» Activity:
Here are some records; copy every line that holds the word "floor".

=== Records supplied ===

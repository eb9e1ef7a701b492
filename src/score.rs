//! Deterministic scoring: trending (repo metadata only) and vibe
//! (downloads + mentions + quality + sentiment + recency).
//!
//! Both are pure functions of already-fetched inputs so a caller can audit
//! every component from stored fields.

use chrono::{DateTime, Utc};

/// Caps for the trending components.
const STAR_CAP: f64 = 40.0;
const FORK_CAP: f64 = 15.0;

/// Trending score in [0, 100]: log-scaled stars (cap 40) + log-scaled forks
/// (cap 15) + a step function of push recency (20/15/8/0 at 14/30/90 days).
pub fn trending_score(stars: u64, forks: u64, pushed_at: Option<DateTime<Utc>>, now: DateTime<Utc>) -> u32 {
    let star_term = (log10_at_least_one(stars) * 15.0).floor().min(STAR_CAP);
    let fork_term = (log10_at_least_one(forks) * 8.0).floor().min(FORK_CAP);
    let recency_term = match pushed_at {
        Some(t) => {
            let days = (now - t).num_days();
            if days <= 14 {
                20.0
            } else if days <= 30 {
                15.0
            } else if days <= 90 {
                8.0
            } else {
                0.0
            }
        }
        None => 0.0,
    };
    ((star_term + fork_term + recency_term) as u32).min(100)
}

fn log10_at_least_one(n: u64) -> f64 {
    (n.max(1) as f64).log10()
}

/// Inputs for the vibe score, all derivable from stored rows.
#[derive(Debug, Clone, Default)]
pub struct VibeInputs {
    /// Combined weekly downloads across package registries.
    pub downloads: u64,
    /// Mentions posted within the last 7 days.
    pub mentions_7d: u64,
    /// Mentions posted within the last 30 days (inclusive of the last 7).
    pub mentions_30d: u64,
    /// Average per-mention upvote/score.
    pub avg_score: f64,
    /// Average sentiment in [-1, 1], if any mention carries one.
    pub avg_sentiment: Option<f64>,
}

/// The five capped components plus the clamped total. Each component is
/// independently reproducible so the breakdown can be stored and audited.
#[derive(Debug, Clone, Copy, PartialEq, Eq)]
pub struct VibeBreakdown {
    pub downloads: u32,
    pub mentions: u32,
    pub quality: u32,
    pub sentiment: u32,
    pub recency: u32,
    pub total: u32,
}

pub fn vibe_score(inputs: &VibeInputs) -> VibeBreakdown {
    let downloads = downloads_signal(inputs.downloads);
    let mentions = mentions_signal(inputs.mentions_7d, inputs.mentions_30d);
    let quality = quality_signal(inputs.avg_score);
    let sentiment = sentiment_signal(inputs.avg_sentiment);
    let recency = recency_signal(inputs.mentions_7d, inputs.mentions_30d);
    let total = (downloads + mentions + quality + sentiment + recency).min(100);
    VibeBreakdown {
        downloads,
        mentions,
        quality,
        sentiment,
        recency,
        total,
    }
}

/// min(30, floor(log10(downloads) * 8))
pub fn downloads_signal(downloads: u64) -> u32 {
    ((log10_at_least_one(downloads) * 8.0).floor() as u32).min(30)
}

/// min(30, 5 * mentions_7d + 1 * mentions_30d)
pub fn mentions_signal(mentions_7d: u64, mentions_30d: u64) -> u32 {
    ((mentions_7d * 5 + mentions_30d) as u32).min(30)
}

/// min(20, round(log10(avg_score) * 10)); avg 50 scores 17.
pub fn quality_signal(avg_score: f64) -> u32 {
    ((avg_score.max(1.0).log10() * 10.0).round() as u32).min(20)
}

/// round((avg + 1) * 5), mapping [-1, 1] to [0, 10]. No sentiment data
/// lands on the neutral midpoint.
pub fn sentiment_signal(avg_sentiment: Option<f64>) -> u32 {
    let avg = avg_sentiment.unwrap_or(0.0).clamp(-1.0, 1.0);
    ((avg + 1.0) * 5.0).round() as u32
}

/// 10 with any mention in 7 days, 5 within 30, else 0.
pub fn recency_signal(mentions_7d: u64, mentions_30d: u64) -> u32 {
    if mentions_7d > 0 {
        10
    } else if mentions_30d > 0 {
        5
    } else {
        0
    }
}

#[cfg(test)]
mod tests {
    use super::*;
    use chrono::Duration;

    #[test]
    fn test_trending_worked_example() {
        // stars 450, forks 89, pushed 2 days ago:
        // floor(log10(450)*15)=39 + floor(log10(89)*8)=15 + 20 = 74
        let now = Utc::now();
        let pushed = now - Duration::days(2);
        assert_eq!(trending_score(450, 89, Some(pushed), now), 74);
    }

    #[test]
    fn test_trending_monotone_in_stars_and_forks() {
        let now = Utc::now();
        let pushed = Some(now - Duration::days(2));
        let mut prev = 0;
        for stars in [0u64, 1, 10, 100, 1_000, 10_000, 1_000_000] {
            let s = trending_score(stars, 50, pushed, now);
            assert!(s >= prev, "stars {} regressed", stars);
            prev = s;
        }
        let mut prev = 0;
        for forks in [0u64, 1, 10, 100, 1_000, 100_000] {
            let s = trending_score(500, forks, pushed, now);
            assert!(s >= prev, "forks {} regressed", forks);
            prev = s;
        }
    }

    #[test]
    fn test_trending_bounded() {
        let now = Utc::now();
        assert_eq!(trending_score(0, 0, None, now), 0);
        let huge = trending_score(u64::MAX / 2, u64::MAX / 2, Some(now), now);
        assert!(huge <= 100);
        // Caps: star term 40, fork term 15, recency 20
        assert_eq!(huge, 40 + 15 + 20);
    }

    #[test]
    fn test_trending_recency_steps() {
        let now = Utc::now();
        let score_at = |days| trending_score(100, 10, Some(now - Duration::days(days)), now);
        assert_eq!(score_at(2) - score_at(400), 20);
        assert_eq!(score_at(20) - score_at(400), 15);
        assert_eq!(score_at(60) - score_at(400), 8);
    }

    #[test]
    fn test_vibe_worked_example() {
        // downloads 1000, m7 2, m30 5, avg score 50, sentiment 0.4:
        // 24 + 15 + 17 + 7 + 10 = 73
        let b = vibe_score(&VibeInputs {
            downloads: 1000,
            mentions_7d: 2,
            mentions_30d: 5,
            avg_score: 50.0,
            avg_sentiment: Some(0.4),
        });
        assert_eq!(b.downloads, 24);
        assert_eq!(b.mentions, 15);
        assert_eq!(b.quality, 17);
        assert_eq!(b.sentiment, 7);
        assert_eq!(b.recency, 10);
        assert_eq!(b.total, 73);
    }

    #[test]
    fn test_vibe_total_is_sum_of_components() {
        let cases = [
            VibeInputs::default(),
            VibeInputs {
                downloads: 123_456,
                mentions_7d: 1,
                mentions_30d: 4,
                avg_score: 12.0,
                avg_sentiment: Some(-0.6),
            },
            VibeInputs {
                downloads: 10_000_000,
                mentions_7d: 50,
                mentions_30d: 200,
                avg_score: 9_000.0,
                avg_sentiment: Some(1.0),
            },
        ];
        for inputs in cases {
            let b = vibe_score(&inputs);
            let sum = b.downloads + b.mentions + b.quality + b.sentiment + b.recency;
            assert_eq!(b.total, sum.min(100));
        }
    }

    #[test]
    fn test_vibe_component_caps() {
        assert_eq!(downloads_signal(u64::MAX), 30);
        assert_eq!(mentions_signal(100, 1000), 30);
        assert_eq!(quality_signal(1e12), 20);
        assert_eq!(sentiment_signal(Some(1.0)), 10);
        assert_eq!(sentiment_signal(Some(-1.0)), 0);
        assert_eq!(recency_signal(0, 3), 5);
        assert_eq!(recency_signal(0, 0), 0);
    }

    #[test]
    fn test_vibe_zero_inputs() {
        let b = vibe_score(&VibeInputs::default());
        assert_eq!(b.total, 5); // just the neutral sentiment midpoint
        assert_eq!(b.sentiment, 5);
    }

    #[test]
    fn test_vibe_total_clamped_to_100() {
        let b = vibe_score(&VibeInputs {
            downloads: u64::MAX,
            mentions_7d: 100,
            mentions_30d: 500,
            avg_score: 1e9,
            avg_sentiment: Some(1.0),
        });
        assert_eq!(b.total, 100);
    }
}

===

» Solution to this problem:
    let star_term = (log10_at_least_one(stars) * 15.0).floor().min(STAR_CAP);
    let fork_term = (log10_at_least_one(forks) * 8.0).floor().min(FORK_CAP);
/// min(30, floor(log10(downloads) * 8))
    ((log10_at_least_one(downloads) * 8.0).floor() as u32).min(30)
        // floor(log10(450)*15)=39 + floor(log10(89)*8)=15 + 20 = 74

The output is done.